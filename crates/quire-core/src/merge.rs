//! Merge states and result assembly

use crate::buffer::Buffers;
use crate::copy::CopyError;
use crate::options::{CombinationMarkers, DefaultVariant};
use crate::registry::{DiffRecord, DiffRegistry, RegistryError};
use crate::span::Span;
use crate::variant::Variant;
use serde::{Deserialize, Serialize};
use std::ops::Range;

/// Where a merge region's result content comes from
#[derive(Debug, Clone, Copy, PartialEq, Eq, Serialize, Deserialize)]
#[serde(rename_all = "kebab-case")]
pub enum MergeState {
    /// A, because A is the default variant
    DefaultA,
    /// B, because B is the default variant
    DefaultB,
    /// A, because only A changed the ancestor
    PreferA,
    /// B, because only B changed the ancestor
    PreferB,
    Combined,
    /// Both sides changed the ancestor differently
    Conflict,
    A,
    B,
    Ancestor,
    /// Result matches none of the variants
    Edited,
}

impl MergeState {
    pub fn for_default(default: DefaultVariant) -> MergeState {
        match default {
            DefaultVariant::A => MergeState::DefaultA,
            DefaultVariant::B => MergeState::DefaultB,
            DefaultVariant::Combined => MergeState::Combined,
        }
    }

    /// State a user copy from `variant` into the result leaves behind
    pub fn for_copy(variant: Variant) -> Option<MergeState> {
        match variant {
            Variant::A => Some(MergeState::A),
            Variant::B => Some(MergeState::B),
            Variant::Ancestor => Some(MergeState::Ancestor),
            Variant::C => None,
        }
    }

    /// Variant the result content mirrors, when it mirrors a single one
    pub fn source(self) -> Option<Variant> {
        match self {
            MergeState::DefaultA | MergeState::PreferA | MergeState::A => Some(Variant::A),
            MergeState::DefaultB | MergeState::PreferB | MergeState::B => Some(Variant::B),
            MergeState::Ancestor => Some(Variant::Ancestor),
            MergeState::Combined | MergeState::Conflict | MergeState::Edited => None,
        }
    }

    pub fn label(self) -> &'static str {
        match self {
            MergeState::DefaultA => "default-A",
            MergeState::DefaultB => "default-B",
            MergeState::PreferA => "prefer-A",
            MergeState::PreferB => "prefer-B",
            MergeState::Combined => "combined",
            MergeState::Conflict => "conflict",
            MergeState::A => "A",
            MergeState::B => "B",
            MergeState::Ancestor => "Ancestor",
            MergeState::Edited => "edited",
        }
    }
}

/// Region contents of the merge inputs
#[derive(Debug, Clone, PartialEq, Eq)]
pub struct RegionTexts {
    pub a: String,
    pub b: String,
    pub ancestor: Option<String>,
}

impl RegionTexts {
    pub fn read(
        registry: &DiffRegistry,
        n: usize,
        buffers: &Buffers,
    ) -> Result<RegionTexts, RegistryError> {
        let ancestor = if registry.job().has_ancestor() {
            Some(registry.content(n, Variant::Ancestor, buffers)?)
        } else {
            None
        };
        Ok(RegionTexts {
            a: registry.content(n, Variant::A, buffers)?,
            b: registry.content(n, Variant::B, buffers)?,
            ancestor,
        })
    }

    /// Starting state of a region and whether it clashes
    pub fn initial_state(&self, default: DefaultVariant) -> (MergeState, bool) {
        let Some(ancestor) = &self.ancestor else {
            return (MergeState::for_default(default), false);
        };
        let a_changed = self.a != *ancestor;
        let b_changed = self.b != *ancestor;
        match (a_changed, b_changed) {
            (false, true) => (MergeState::PreferB, false),
            (true, false) => (MergeState::PreferA, false),
            (true, true) if self.a == self.b => (MergeState::PreferA, false),
            (true, true) => (MergeState::Conflict, true),
            (false, false) => (MergeState::for_default(default), false),
        }
    }

    /// Result content for `state`; `None` for an edited region
    pub fn content_for(
        &self,
        state: MergeState,
        default: DefaultVariant,
        markers: &CombinationMarkers,
    ) -> Option<String> {
        match state {
            MergeState::Combined => Some(self.combined(markers)),
            MergeState::Conflict => match default.variant() {
                Some(variant) => self.get(variant).map(str::to_string),
                None => Some(self.combined(markers)),
            },
            MergeState::Edited => None,
            other => other
                .source()
                .and_then(|variant| self.get(variant))
                .map(str::to_string),
        }
    }

    fn get(&self, variant: Variant) -> Option<&str> {
        match variant {
            Variant::A => Some(&self.a),
            Variant::B => Some(&self.b),
            Variant::Ancestor => self.ancestor.as_deref(),
            Variant::C => None,
        }
    }

    /// Both sides, framed by the combination markers
    pub fn combined(&self, markers: &CombinationMarkers) -> String {
        let mut out = String::new();
        push_section(&mut out, &markers.a, &self.a);
        push_section(&mut out, &markers.b, &self.b);
        if let Some(ancestor) = &self.ancestor {
            push_section(&mut out, &markers.ancestor, ancestor);
        }
        out.push_str(&markers.end);
        out.push('\n');
        out
    }

    /// State that explains `result` after a rebuild
    pub fn infer_state(
        &self,
        result: &str,
        default: DefaultVariant,
        markers: &CombinationMarkers,
    ) -> (MergeState, bool) {
        let (initial, clash) = self.initial_state(default);
        if self.content_for(initial, default, markers).as_deref() == Some(result) {
            return (initial, clash);
        }
        let state = if result == self.a {
            MergeState::A
        } else if result == self.b {
            MergeState::B
        } else if self.ancestor.as_deref() == Some(result) {
            MergeState::Ancestor
        } else if result == self.combined(markers) {
            MergeState::Combined
        } else {
            MergeState::Edited
        };
        (state, clash)
    }
}

fn push_section(out: &mut String, marker: &str, body: &str) {
    out.push_str(marker);
    out.push('\n');
    out.push_str(body);
    if !body.is_empty() && !body.ends_with('\n') {
        out.push('\n');
    }
}

/// Assign initial merge states and build the result text.
///
/// Text between regions comes from A (`a_text[a_range]`); each region
/// contributes the content for its state. C spans are set on every record,
/// relative to the start of the returned text.
pub fn assemble(
    records: &mut [DiffRecord],
    texts: &[RegionTexts],
    a_text: &str,
    a_range: Range<usize>,
    default: DefaultVariant,
    markers: &CombinationMarkers,
) -> String {
    let mut result = String::with_capacity(a_range.len());
    let mut cursor = a_range.start;

    for (record, region) in records.iter_mut().zip(texts) {
        let Some(span) = record.span(Variant::A).copied() else {
            continue;
        };
        result.push_str(a_text.get(cursor..span.begin).unwrap_or_default());
        cursor = span.end;

        let (state, clash) = region.initial_state(default);
        let content = region
            .content_for(state, default, markers)
            .unwrap_or_else(|| region.a.clone());
        let begin = result.len();
        result.push_str(&content);
        record.set_span(Span::new(Variant::C, begin, result.len()));
        record.merge_state = Some(state);
        record.default_state = Some(state);
        record.clash = clash;
    }
    result.push_str(a_text.get(cursor..a_range.end).unwrap_or_default());
    result
}

/// Region still carrying the content its default state gives it
pub fn is_default(record: &DiffRecord) -> bool {
    match record.merge_state {
        Some(MergeState::DefaultA | MergeState::DefaultB | MergeState::Conflict) => true,
        Some(MergeState::Combined) => record.default_state == Some(MergeState::Combined),
        _ => false,
    }
}

/// Result content of region `n` differs from what its default state gives
pub fn changed_from_default(
    registry: &DiffRegistry,
    n: usize,
    buffers: &Buffers,
    default: DefaultVariant,
    markers: &CombinationMarkers,
) -> Result<bool, RegistryError> {
    let record = registry.record(n)?;
    let Some(state) = record.default_state else {
        return Ok(false);
    };
    let texts = RegionTexts::read(registry, n, buffers)?;
    let result = registry.content(n, Variant::C, buffers)?;
    Ok(texts.content_for(state, default, markers).as_deref() != Some(result.as_str()))
}

/// Re-merge every region still in a default state for a new default variant.
///
/// No undo entries are made. Returns the number of regions rewritten.
pub fn remerge(
    registry: &mut DiffRegistry,
    buffers: &mut Buffers,
    default: DefaultVariant,
    markers: &CombinationMarkers,
) -> Result<usize, CopyError> {
    let mut rewritten = 0;
    for n in 0..registry.len() {
        let record = registry.record(n)?;
        if !is_default(record) {
            continue;
        }
        let conflict = record.merge_state == Some(MergeState::Conflict);
        let state = if conflict {
            MergeState::Conflict
        } else {
            MergeState::for_default(default)
        };

        let texts = RegionTexts::read(registry, n, buffers)?;
        let Some(content) = texts.content_for(state, default, markers) else {
            continue;
        };
        let current = registry.content(n, Variant::C, buffers)?;
        if current != content {
            let span = registry.get(n, Variant::C)?;
            let target = buffers.get_mut(Variant::C)?;
            target
                .replace(span.range(), &content)
                .map_err(|e| CopyError::TargetUnwritable(Variant::C, e))?;
            let revision = target.revision();
            registry.replace_span(n, Variant::C, content.len());
            registry.observe(Variant::C, revision);
            rewritten += 1;
        }

        let record = registry.record_mut(n)?;
        record.merge_state = Some(state);
        if !conflict {
            record.default_state = Some(state);
        }
        record.fine = None;
    }
    log::debug!("re-merged {rewritten} regions for default {default:?}");
    Ok(rewritten)
}

#[cfg(test)]
mod tests {
    use super::*;

    fn texts(a: &str, b: &str, ancestor: Option<&str>) -> RegionTexts {
        RegionTexts {
            a: a.to_string(),
            b: b.to_string(),
            ancestor: ancestor.map(str::to_string),
        }
    }

    #[test]
    fn test_initial_state_without_ancestor_follows_default() {
        let region = texts("x\n", "y\n", None);
        assert_eq!(region.initial_state(DefaultVariant::B), (MergeState::DefaultB, false));
        assert_eq!(
            region.initial_state(DefaultVariant::Combined),
            (MergeState::Combined, false)
        );
    }

    #[test]
    fn test_initial_state_with_ancestor() {
        let d = DefaultVariant::A;
        assert_eq!(
            texts("o\n", "b\n", Some("o\n")).initial_state(d),
            (MergeState::PreferB, false)
        );
        assert_eq!(
            texts("a\n", "o\n", Some("o\n")).initial_state(d),
            (MergeState::PreferA, false)
        );
        assert_eq!(
            texts("s\n", "s\n", Some("o\n")).initial_state(d),
            (MergeState::PreferA, false)
        );
        assert_eq!(
            texts("a\n", "b\n", Some("o\n")).initial_state(d),
            (MergeState::Conflict, true)
        );
    }

    #[test]
    fn test_combined_content_uses_markers() {
        let markers = CombinationMarkers::default();
        let region = texts("left\n", "right", Some("base\n"));
        assert_eq!(
            region.combined(&markers),
            "<<<<<<< variant A\nleft\n>>>>>>> variant B\nright\n####### Ancestor\nbase\n======= end\n"
        );
        let plain = texts("l\n", "r\n", None);
        assert!(!plain.combined(&markers).contains("Ancestor"));
    }

    #[test]
    fn test_conflict_content_follows_default() {
        let markers = CombinationMarkers::default();
        let region = texts("a\n", "b\n", Some("o\n"));
        assert_eq!(
            region.content_for(MergeState::Conflict, DefaultVariant::B, &markers),
            Some("b\n".to_string())
        );
        assert_eq!(
            region.content_for(MergeState::Edited, DefaultVariant::A, &markers),
            None
        );
    }

    #[test]
    fn test_infer_state_after_edit() {
        let markers = CombinationMarkers::default();
        let region = texts("a\n", "b\n", None);
        let d = DefaultVariant::A;
        assert_eq!(region.infer_state("a\n", d, &markers).0, MergeState::DefaultA);
        assert_eq!(region.infer_state("b\n", d, &markers).0, MergeState::B);
        assert_eq!(region.infer_state("zzz\n", d, &markers).0, MergeState::Edited);
    }

    #[test]
    fn test_assemble_builds_result_from_a_and_states() {
        use crate::diff::BuiltinDiff;
        use crate::registry::VariantText;
        use crate::variant::JobKind;

        let a = "keep\nmine\nkeep\n";
        let b = "keep\ntheirs\nkeep\n";
        let mut registry = DiffRegistry::build(
            JobKind::Merge,
            &[
                VariantText { variant: Variant::A, text: a, offset: 0 },
                VariantText { variant: Variant::B, text: b, offset: 0 },
            ],
            &mut BuiltinDiff::new(),
        )
        .unwrap();
        let region = texts("mine\n", "theirs\n", None);
        let result = assemble(
            registry.records_mut(),
            &[region],
            a,
            0..a.len(),
            DefaultVariant::B,
            &CombinationMarkers::default(),
        );
        assert_eq!(result, "keep\ntheirs\nkeep\n");
        let span = registry.get(0, Variant::C).unwrap();
        assert_eq!(&result[span.range()], "theirs\n");
        assert_eq!(registry.records()[0].merge_state(), Some(MergeState::DefaultB));
    }
}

+++

What you need to do: List, from the entries above, every line in which the word "regions" shows up.

Exercise result:
/// Text between regions comes from A (`a_text[a_range]`); each region
/// No undo entries are made. Returns the number of regions rewritten.
    log::debug!("re-merged {rewritten} regions for default {default:?}");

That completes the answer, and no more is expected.